- [WHAT THE TASK ASKS] Your answer is the line containing "two[BLOCK_BYTES..].copy_from_slice(&b1);" plus every line after it to the end of the data below, transcribed exactly and with nothing else.
Content starts
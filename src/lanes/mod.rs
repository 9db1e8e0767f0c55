//! The lane layer: a compile-time-typed vector of `N` lanes of element type
//! `T`, plus the elementwise primitives the codec and matmul layers are
//! built on (spec §4.1).
//!
//! `N` is fixed per (T, target) at compile time via the `LANES_F32` /
//! `LANES_F64` constants below, selected by `cfg`. The scalar fallback
//! collapses to `N = 1`; kernels written against `Lanes` must stay correct
//! there (spec's "Scalar fallback size" design note).
//!
//! There is a single portable implementation (`portable::Lanes`): every op
//! is a plain Rust loop over `[T; N]`, left to LLVM auto-vectorization at
//! whatever width `LANES_F32`/`LANES_F64` select for the compile target.
//! `f16`/`bf16` have no dedicated wide representation here; the codec layer
//! decodes them straight to `f32` (`half_precision::decode_scale_f16`)
//! before any lane op ever sees them.

pub mod portable;

pub use portable::Lanes;

/// Lane width used for `f32` on the current target. Chosen per-target at
/// compile time; the codec layer never has to ask "how wide" at runtime.
#[cfg(all(target_arch = "x86_64", target_feature = "avx512f"))]
pub const LANES_F32: usize = 16;
#[cfg(all(
    target_arch = "x86_64",
    target_feature = "avx2",
    not(target_feature = "avx512f")
))]
pub const LANES_F32: usize = 8;
#[cfg(target_arch = "aarch64")]
pub const LANES_F32: usize = 4;
#[cfg(not(any(
    all(target_arch = "x86_64", any(target_feature = "avx2", target_feature = "avx512f")),
    target_arch = "aarch64"
)))]
pub const LANES_F32: usize = 1;

/// Lane width used for `f64` on the current target.
#[cfg(all(target_arch = "x86_64", target_feature = "avx512f"))]
pub const LANES_F64: usize = 8;
#[cfg(all(
    target_arch = "x86_64",
    target_feature = "avx2",
    not(target_feature = "avx512f")
))]
pub const LANES_F64: usize = 4;
#[cfg(target_arch = "aarch64")]
pub const LANES_F64: usize = 2;
#[cfg(not(any(
    all(target_arch = "x86_64", any(target_feature = "avx2", target_feature = "avx512f")),
    target_arch = "aarch64"
)))]
pub const LANES_F64: usize = 1;
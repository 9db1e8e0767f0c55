//! Q4_K: 4-bit K-quant super-block (spec §3). 144 bytes = f16 `d`, f16
//! `dmin`, 12 bytes of packed 6-bit (scale,min) pairs for 8 sub-blocks of
//! 32 values, 128 bytes `qs` (low nibbles for the even sub-block of a
//! chunk, high nibbles for the odd one). `d*sc*q - dmin*m`.

use crate::dispatch::KernelTable;
use crate::error::{CoreError, CoreResult};
use crate::half_precision::decode_scale_f16;
use crate::quant::{high_nibble, low_nibble, read_bits_le, QK_K};

pub const VALUES_PER_BLOCK: usize = QK_K;
pub const BLOCK_BYTES: usize = 144; // 2 (d) + 2 (dmin) + 12 (scale/min) + 128 (qs)

const SUB_BLOCKS: usize = 8;
const SUB_BLOCK_LEN: usize = 32;

fn num_blocks(byte_len: usize) -> CoreResult<usize> {
    if byte_len % BLOCK_BYTES != 0 {
        return Err(CoreError::DimensionMismatch {
            detail: format!(
                "Q4_K input length {byte_len} is not a multiple of the {BLOCK_BYTES}-byte block size"
            ),
        });
    }
    Ok(byte_len / BLOCK_BYTES)
}

/// Decode the 6-bit (scale, min) pair for sub-block `is` (0..8) from the
/// 12-byte packed field.
#[inline]
fn scale_min(scmin: &[u8], is: usize) -> (f32, f32) {
    let sc = read_bits_le(scmin, 12 * is, 6) as f32;
    let m = read_bits_le(scmin, 12 * is + 6, 6) as f32;
    (sc, m)
}

pub fn dequantize_base(bytes: &[u8], out: &mut [f32]) -> CoreResult<()> {
    if bytes.is_empty() {
        return Ok(());
    }
    let nblocks = num_blocks(bytes.len())?;
    for b in 0..nblocks {
        let block = &bytes[b * BLOCK_BYTES..(b + 1) * BLOCK_BYTES];
        let d = decode_scale_f16([block[0], block[1]]);
        let dmin = decode_scale_f16([block[2], block[3]]);
        let scmin = &block[4..16];
        let qs = &block[16..144];
        let out_block = &mut out[b * VALUES_PER_BLOCK..(b + 1) * VALUES_PER_BLOCK];

        for is in 0..SUB_BLOCKS {
            let (sc, m) = scale_min(scmin, is);
            let chunk_base = (is / 2) * SUB_BLOCK_LEN;
            let even = is % 2 == 0;
            for j in 0..SUB_BLOCK_LEN {
                let byte = qs[chunk_base + j];
                let q = if even { low_nibble(byte) } else { high_nibble(byte) };
                out_block[is * SUB_BLOCK_LEN + j] = d * sc * (q as f32) - dmin * m;
            }
        }
    }
    Ok(())
}

pub fn dequantize(bytes: &[u8], out: &mut [f32]) -> CoreResult<()> {
    let table: KernelTable<fn(&[u8], &mut [f32]) -> CoreResult<()>> =
        KernelTable::new(dequantize_base);
    (table.resolve_detected())(bytes, out)
}

#[cfg(test)]
mod tests {
    use super::*;
    use crate::half_precision::encode_scale_f16;

    fn base_block() -> Vec<u8> {
        let mut block = vec![0u8; BLOCK_BYTES];
        block[0..2].copy_from_slice(&encode_scale_f16(1.0));
        block[2..4].copy_from_slice(&encode_scale_f16(1.0));
        block
    }

    #[test]
    fn empty_input_is_noop() {
        let mut out: Vec<f32> = vec![];
        dequantize_base(&[], &mut out).unwrap();
        assert!(out.is_empty());
    }

    #[test]
    fn scale_zero_invariant() {
        let mut block = base_block();
        block[0..2].copy_from_slice(&encode_scale_f16(0.0));
        block[2..4].copy_from_slice(&encode_scale_f16(0.0));
        for b in &mut block[4..16] {
            *b = 0xFF;
        }
        for b in &mut block[16..144] {
            *b = 0xFF;
        }
        let mut out = vec![1.0f32; QK_K];
        dequantize_base(&block, &mut out).unwrap();
        assert!(out.iter().all(|&v| v == 0.0));
    }

    #[test]
    fn even_odd_subblock_nibble_split() {
        let mut block = base_block();
        // chunk 0 covers sub-blocks 0 (even, low nibble) and 1 (odd, high nibble)
        block[16] = 0x5A; // low nibble 0xA=10, high nibble 0x5=5
        // give sub-block 0 and 1 a scale of 1, min 0 via scmin bits.
        // scmin bytes are zero already -> sc=0,m=0 by default for is=0, but we
        // want to see the *quant* difference so force sc=1 for is 0 and 1.
        // bit offsets: is=0 -> scale bits [0,6), is=1 -> scale bits [12,18)
        block[4] = 0b0000_0001; // scale(0) low bits = 1
        block[4 + 1] = 0b0001_0000; // scale(1) bits 12..18 straddle bytes 1-2
        let mut out = vec![0.0f32; QK_K];
        dequantize_base(&block, &mut out).unwrap();
        // sub-block 0 value 0 uses low nibble of qs[0] = 10
        assert_eq!(out[0], (1.0 * 1.0 * 10.0) - 0.0);
    }

    #[test]
    fn super_block_independence() {
        let mut two = vec![0u8; 2 * BLOCK_BYTES];
        let b0 = base_block();
        let mut b1 = base_block();
        for byte in &mut b1[16..144] {
            *byte = 0x24;
        }
        two[..BLOCK_BYTES].copy_from_slice(&b0);
        two[BLOCK_BYTES..].copy_from_slice(&b1);
        let mut out = vec![0.0f32; 2 * QK_K];
        dequantize_base(&two, &mut out).unwrap();
        assert!(out[..QK_K].iter().all(|&v| v == 0.0));
    }
}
Content ends
- [YOUR RESPONSE]
        two[BLOCK_BYTES..].copy_from_slice(&b1);
        let mut out = vec![0.0f32; 2 * QK_K];
        dequantize_base(&two, &mut out).unwrap();
        assert!(out[..QK_K].iter().all(|&v| v == 0.0));
    }
}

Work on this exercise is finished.